Case 73

Goodman Group, Inc. v. Dishroom, 679 F.2d 182 (9th Cir. 1982).

A corporation representing a group of local artists brought suit to enjoin the Department of Housing and Urban Development (HUD) from rehabilitating the Goodman Building, a property listed in the National Register of Historic Places and occupied by the artists. HUD and a local redevelopment agency proposed to convert the building to low income housing units under a loan and grant agreement.

HUD had complied with the National Historic Preservation Act (NHPA) and had prepared a special environmental clearance in which it concluded that no environmental impact statement (EIS) was necessary under the National Environmental Policy Act (NEPA). Plaintiff claimed that HUD's actions would displace the local artists and thus irreparably damage the cultural character of the area, thereby necessitating an EIS.
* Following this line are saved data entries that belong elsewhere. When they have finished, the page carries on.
//! Report generation port trait.

use std::path::Path;

use crate::domain::backtest::BacktestResult;
use crate::domain::error::AlgoTraderError;

/// Port for writing backtest reports.
pub trait ReportPort {
    fn write(&self, result: &BacktestResult, output_path: &Path) -> Result<(), AlgoTraderError>;
}
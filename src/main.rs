use clap::Parser;
use algotrader::cli::{run, Cli};

fn main() -> std::process::ExitCode {
    run(Cli::parse())
}
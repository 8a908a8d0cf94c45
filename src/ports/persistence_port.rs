//! Durable sink for fills and open positions.
//!
//! Write-only: nothing the sink stores is ever read back into a running
//! computation.

use crate::domain::error::AlgoTraderError;
use crate::domain::execution::OrderResult;
use crate::domain::position::PositionSnapshot;

pub trait PersistencePort {
    /// Record a filled order. `pnl` is the realized gain for a SELL and 0 for a BUY.
    fn record_fill(&mut self, order: &OrderResult, strategy: &str, pnl: f64)
        -> Result<(), AlgoTraderError>;

    fn upsert_position(&mut self, position: &PositionSnapshot) -> Result<(), AlgoTraderError>;

    fn remove_position(&mut self, symbol: &str) -> Result<(), AlgoTraderError>;
}
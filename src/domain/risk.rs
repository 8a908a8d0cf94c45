//! Risk sizing and exposure limits.
//!
//! [`RiskManager`] is stateless apart from the capital figure it sizes
//! against. Checks run in a fixed order and the first failure wins:
//! invalid price, open-position count, total exposure. An approved trade
//! is sized by [`capped_size`] over the full live cap set.

use serde::{Deserialize, Serialize};

use super::execution::OrderSide;
use super::sizing::{capped_size, SizeCap};

#[derive(Debug, Clone, PartialEq)]
pub struct RiskConfig {
    pub risk_per_trade: f64,
    pub stop_loss_pct: f64,
    pub max_position_pct: f64,
    pub max_open_positions: usize,
    pub max_total_exposure: f64,
    pub circuit_breaker_drawdown: f64,
}

impl Default for RiskConfig {
    fn default() -> Self {
        RiskConfig {
            risk_per_trade: 0.02,
            stop_loss_pct: 0.03,
            max_position_pct: 0.10,
            max_open_positions: 10,
            max_total_exposure: 0.80,
            circuit_breaker_drawdown: 0.20,
        }
    }
}

#[derive(Debug, Clone, PartialEq, Serialize, Deserialize)]
pub struct RiskAssessment {
    pub approved: bool,
    pub position_size: f64,
    pub stop_loss_price: f64,
    pub risk_amount: f64,
    pub reason: String,
}

impl RiskAssessment {
    fn reject(reason: impl Into<String>) -> Self {
        RiskAssessment {
            approved: false,
            position_size: 0.0,
            stop_loss_price: 0.0,
            risk_amount: 0.0,
            reason: reason.into(),
        }
    }
}

/// Advisory drawdown report; nothing here blocks trading.
#[derive(Debug, Clone, PartialEq, Serialize, Deserialize)]
pub struct DrawdownReport {
    pub current_equity: f64,
    pub peak_equity: f64,
    pub drawdown_pct: f64,
    pub circuit_breaker: bool,
}

#[derive(Debug, Clone)]
pub struct RiskManager {
    config: RiskConfig,
    capital: f64,
}

impl RiskManager {
    pub fn new(config: RiskConfig, capital: f64) -> Self {
        RiskManager { config, capital }
    }

    pub fn config(&self) -> &RiskConfig {
        &self.config
    }

    pub fn capital(&self) -> f64 {
        self.capital
    }

    pub fn update_capital(&mut self, new_capital: f64) {
        self.capital = new_capital;
    }

    pub fn assess(
        &self,
        price: f64,
        side: OrderSide,
        current_exposure: f64,
        open_position_count: usize,
    ) -> RiskAssessment {
        let cfg = &self.config;

        if price <= 0.0 {
            return RiskAssessment::reject("Invalid price");
        }

        if open_position_count >= cfg.max_open_positions {
            return RiskAssessment::reject(format!(
                "Max open positions reached ({})",
                cfg.max_open_positions
            ));
        }

        let exposure_ratio = if self.capital > 0.0 {
            current_exposure / self.capital
        } else {
            1.0
        };
        if exposure_ratio >= cfg.max_total_exposure {
            return RiskAssessment::reject(format!(
                "Total exposure {:.1}% exceeds limit {:.1}%",
                exposure_ratio * 100.0,
                cfg.max_total_exposure * 100.0
            ));
        }

        let risk_amount = self.capital * cfg.risk_per_trade;
        let position_size = capped_size(&[
            SizeCap::new(risk_amount, price * cfg.stop_loss_pct),
            SizeCap::new(self.capital * cfg.max_position_pct, price),
            SizeCap::new(cfg.max_total_exposure * self.capital - current_exposure, price),
        ]);

        if position_size <= 0.0 {
            return RiskAssessment::reject("Computed position size is zero");
        }

        let stop_loss_price = match side {
            OrderSide::Buy => price * (1.0 - cfg.stop_loss_pct),
            OrderSide::Sell => price * (1.0 + cfg.stop_loss_pct),
        };

        RiskAssessment {
            approved: true,
            position_size,
            stop_loss_price,
            risk_amount,
            reason: "Trade approved".to_string(),
        }
    }

    /// Drawdown of the tracked capital against `peak_equity`.
    pub fn check_drawdown(&self, peak_equity: f64) -> DrawdownReport {
        self.drawdown(self.capital, peak_equity)
    }

    /// `dd = (current - peak) / peak`; the breaker trips when dd falls
    /// below the negative threshold.
    pub fn drawdown(&self, current_equity: f64, peak_equity: f64) -> DrawdownReport {
        let drawdown_pct = if peak_equity > 0.0 {
            (current_equity - peak_equity) / peak_equity
        } else {
            0.0
        };
        DrawdownReport {
            current_equity,
            peak_equity,
            drawdown_pct,
            circuit_breaker: drawdown_pct < -self.config.circuit_breaker_drawdown,
        }
    }
}

#[cfg(test)]
mod tests {
    use super::*;
    use approx::assert_relative_eq;

    fn manager() -> RiskManager {
        RiskManager::new(RiskConfig::default(), 100_000.0)
    }

    #[test]
    fn rejects_non_positive_price() {
        let a = manager().assess(0.0, OrderSide::Buy, 0.0, 0);
        assert!(!a.approved);
        assert_eq!(a.reason, "Invalid price");
        assert_eq!(a.position_size, 0.0);
    }

    #[test]
    fn rejects_at_max_open_positions() {
        let a = manager().assess(100.0, OrderSide::Buy, 0.0, 10);
        assert!(!a.approved);
        assert_eq!(a.reason, "Max open positions reached (10)");
    }

    #[test]
    fn price_check_precedes_position_count() {
        let a = manager().assess(-1.0, OrderSide::Buy, 0.0, 50);
        assert_eq!(a.reason, "Invalid price");
    }

    #[test]
    fn rejects_exposure_over_limit() {
        let a = manager().assess(100.0, OrderSide::Buy, 85_000.0, 0);
        assert!(!a.approved);
        assert!(a.reason.contains("exposure"), "{}", a.reason);
        assert_eq!(a.reason, "Total exposure 85.0% exceeds limit 80.0%");
    }

    #[test]
    fn rejects_exposure_exactly_at_limit() {
        let a = manager().assess(100.0, OrderSide::Buy, 80_000.0, 0);
        assert!(!a.approved);
    }

    #[test]
    fn zero_capital_counts_as_full_exposure() {
        let rm = RiskManager::new(RiskConfig::default(), 0.0);
        let a = rm.assess(100.0, OrderSide::Buy, 0.0, 0);
        assert!(!a.approved);
        assert!(a.reason.starts_with("Total exposure"));
    }

    #[test]
    fn position_cap_binds() {
        // risk-based: 2000 / 3 = 666.67; position cap: 10000 / 100 = 100
        let a = manager().assess(100.0, OrderSide::Buy, 0.0, 0);
        assert!(a.approved);
        assert_eq!(a.reason, "Trade approved");
        assert_relative_eq!(a.position_size, 100.0, epsilon = 1e-9);
        assert_relative_eq!(a.stop_loss_price, 97.0, epsilon = 1e-9);
        assert_relative_eq!(a.risk_amount, 2000.0, epsilon = 1e-9);
    }

    #[test]
    fn risk_cap_binds() {
        let rm = RiskManager::new(
            RiskConfig {
                stop_loss_pct: 0.5,
                ..Default::default()
            },
            100_000.0,
        );
        // risk-based: 2000 / 50 = 40; position cap 100
        let a = rm.assess(100.0, OrderSide::Buy, 0.0, 0);
        assert_relative_eq!(a.position_size, 40.0, epsilon = 1e-9);
    }

    #[test]
    fn remaining_exposure_cap_binds() {
        // remaining = 80000 - 75000 = 5000 -> 50 units
        let a = manager().assess(100.0, OrderSide::Buy, 75_000.0, 0);
        assert!(a.approved);
        assert_relative_eq!(a.position_size, 50.0, epsilon = 1e-9);
    }

    #[test]
    fn sell_side_stop_is_above_price() {
        let a = manager().assess(100.0, OrderSide::Sell, 0.0, 0);
        assert_relative_eq!(a.stop_loss_price, 103.0, epsilon = 1e-9);
    }

    #[test]
    fn zero_size_is_rejected() {
        let rm = RiskManager::new(
            RiskConfig {
                risk_per_trade: 0.0,
                ..Default::default()
            },
            100_000.0,
        );
        let a = rm.assess(100.0, OrderSide::Buy, 0.0, 0);
        assert!(!a.approved);
        assert_eq!(a.reason, "Computed position size is zero");
    }

    #[test]
    fn update_capital_changes_sizing() {
        let mut rm = manager();
        rm.update_capital(50_000.0);
        assert_eq!(rm.capital(), 50_000.0);
        let a = rm.assess(100.0, OrderSide::Buy, 0.0, 0);
        assert_relative_eq!(a.position_size, 50.0, epsilon = 1e-9);
    }

    #[test]
    fn drawdown_report() {
        let mut rm = manager();
        rm.update_capital(90_000.0);
        let dd = rm.check_drawdown(100_000.0);
        assert_relative_eq!(dd.drawdown_pct, -0.10, epsilon = 1e-12);
        assert!(!dd.circuit_breaker);

        rm.update_capital(79_000.0);
        assert!(rm.check_drawdown(100_000.0).circuit_breaker);
    }

    #[test]
    fn drawdown_exactly_at_threshold_does_not_trip() {
        let mut rm = manager();
        rm.update_capital(80_000.0);
        assert!(!rm.check_drawdown(100_000.0).circuit_breaker);
    }

    #[test]
    fn drawdown_without_peak() {
        let dd = manager().check_drawdown(0.0);
        assert_eq!(dd.drawdown_pct, 0.0);
        assert!(!dd.circuit_breaker);
    }
}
The court disagreed, holding that when effects on the physical environment are evident, it is appropriate for the agency to consider cultural factors in its environmental review. However, a cultural threat, standing by itself, does not require preparation of an EIS. 679 F.2d at 185.

Second, the court noted that HUD worked in concert with local officials, acted consistently with local land use policies, and complied with NHPA. The court found these factors to support the validity of HUD's compliance with NEPA. Id. at 186.